WHAT THIS TASK INVOLVES: Each line that includes "Instant" must be copied from the records.

BEGIN DATASET RECORDS

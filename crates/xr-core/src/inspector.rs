use crate::hand::{Hand, HandPair};
use std::fmt::Write;

#[derive(Clone, Copy, Debug, PartialEq, Eq)]
pub enum SessionStatus {
    /// Desktop camera only; the XR check has not finished yet.
    Desktop,
    /// No WebXR, or the requested mode is not supported.
    XrUnsupported,
    /// Supported and waiting for the user to enter.
    XrAvailable,
    Immersive,
}

impl SessionStatus {
    pub fn as_str(self) -> &'static str {
        match self {
            SessionStatus::Desktop => "desktop",
            SessionStatus::XrUnsupported => "xr-unsupported",
            SessionStatus::XrAvailable => "xr-available",
            SessionStatus::Immersive => "immersive",
        }
    }
}

fn hand_line(out: &mut String, hand: &Hand) {
    let controller = match hand.controller {
        Some(id) => id.to_string(),
        None => "-".to_string(),
    };
    let p = hand.marker.position;
    let s = hand.marker.scaling;
    let c = hand.color;
    _ = writeln!(
        out,
        "{:<5} ctrl={} pos=({:.2},{:.2},{:.2}) scale=({:.0},{:.0},{:.0}) rgb=({:.1},{:.1},{:.1}) a={:.1}",
        hand.side.as_str(),
        controller,
        p.x,
        p.y,
        p.z,
        s.x,
        s.y,
        s.z,
        c.r,
        c.g,
        c.b,
        hand.material.alpha
    );
}

pub fn report(hands: &HandPair, status: SessionStatus) -> String {
    let mut out = String::with_capacity(256);
    _ = writeln!(out, "session: {}", status.as_str());
    for hand in hands.iter() {
        hand_line(&mut out, hand);
    }
    out
}

#[cfg(test)]
mod tests {
    use super::*;
    use crate::controller::ControllerId;

    #[test]
    fn report_lists_session_and_both_hands() {
        let mut hands = HandPair::default();
        hands.left.controller = Some(ControllerId(3));
        hands.left.color.g = 1.0;
        let text = report(&hands, SessionStatus::Immersive);
        let lines: Vec<&str> = text.lines().collect();
        assert_eq!(lines.len(), 3);
        assert_eq!(lines[0], "session: immersive");
        assert!(lines[1].starts_with("left  ctrl=#3"));
        assert!(lines[1].contains("rgb=(0.0,1.0,0.0)"));
        assert!(lines[2].starts_with("right ctrl=-"));
        assert!(lines[2].contains("pos=(0.50,0.00,0.00)"));
        assert!(lines[2].ends_with("a=0.5"));
    }
}
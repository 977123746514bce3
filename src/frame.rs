use crate::constants::INSPECTOR_REFRESH_MS;
use crate::dom;
use crate::overlay;
use crate::state::AppState;
use crate::throttle::Throttle;
use instant::Instant;
use std::cell::RefCell;
use std::rc::Rc;
use wasm_bindgen::closure::Closure;
use wasm_bindgen::JsCast;
use web_sys as web;
use xr_core::inspector;
use xr_core::tick::sync_markers;
use xr_render::GpuSurface;

/// Copy controller pointer positions onto the markers (both hands tracked only).
pub fn tick_markers(state: &AppState) -> bool {
    let input = state.input.borrow();
    let mut hands = state.demo.hands.borrow_mut();
    sync_markers(&mut hands, |id| input.pointer_position(id))
}

/// Rebuild the inspector text when visible and the throttle allows it.
pub fn refresh_inspector(state: &AppState, throttle: &mut Throttle) {
    if !throttle.ready(Instant::now()) {
        return;
    }
    let Some(document) = dom::window_document() else {
        return;
    };
    if !overlay::inspector_visible(&document) {
        return;
    }
    let text = inspector::report(&state.demo.hands.borrow(), state.status.get());
    overlay::update_inspector(&document, &text);
}

/// Desktop loop driven by `window.requestAnimationFrame`.
pub struct FrameContext {
    pub state: AppState,
    pub canvas: web::HtmlCanvasElement,
    pub gpu: Option<GpuSurface<'static>>,
    pub inspector: Throttle,
}

impl FrameContext {
    pub fn new(
        state: AppState,
        canvas: web::HtmlCanvasElement,
        gpu: Option<GpuSurface<'static>>,
    ) -> Self {
        Self {
            state,
            canvas,
            gpu,
            inspector: Throttle::from_millis(INSPECTOR_REFRESH_MS),
        }
    }

    pub fn frame(&mut self) {
        refresh_inspector(&self.state, &mut self.inspector);
        // the XR session renders its own frames while immersive
        if self.state.immersive() {
            return;
        }
        tick_markers(&self.state);
        let Some(g) = &mut self.gpu else {
            return;
        };
        g.scene_mut().camera = self.state.camera.borrow().clone();
        g.resize_if_needed(self.canvas.width(), self.canvas.height());
        let hands = self.state.demo.hands.borrow();
        match g.render(&hands) {
            Ok(()) => {}
            Err(wgpu::SurfaceError::Lost | wgpu::SurfaceError::Outdated) => g.reconfigure(),
            Err(e) => log::error!("[render] frame error: {:?}", e),
        }
    }
}

pub fn start_loop(frame_ctx: Rc<RefCell<FrameContext>>) {
    let tick: Rc<RefCell<Option<Closure<dyn FnMut()>>>> = Rc::new(RefCell::new(None));
    let tick_clone = tick.clone();
    *tick.borrow_mut() = Some(Closure::wrap(Box::new(move || {
        frame_ctx.borrow_mut().frame();
        request_frame(&tick_clone);
    }) as Box<dyn FnMut()>));
    request_frame(&tick);
}

fn request_frame(tick: &Rc<RefCell<Option<Closure<dyn FnMut()>>>>) {
    if let (Some(w), Some(cb)) = (web::window(), tick.borrow().as_ref()) {
        _ = w.request_animation_frame(cb.as_ref().unchecked_ref());
    }
}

END DATASET RECORDS

WRITTEN REPLY:
use instant::Instant;
    if !throttle.ready(Instant::now()) {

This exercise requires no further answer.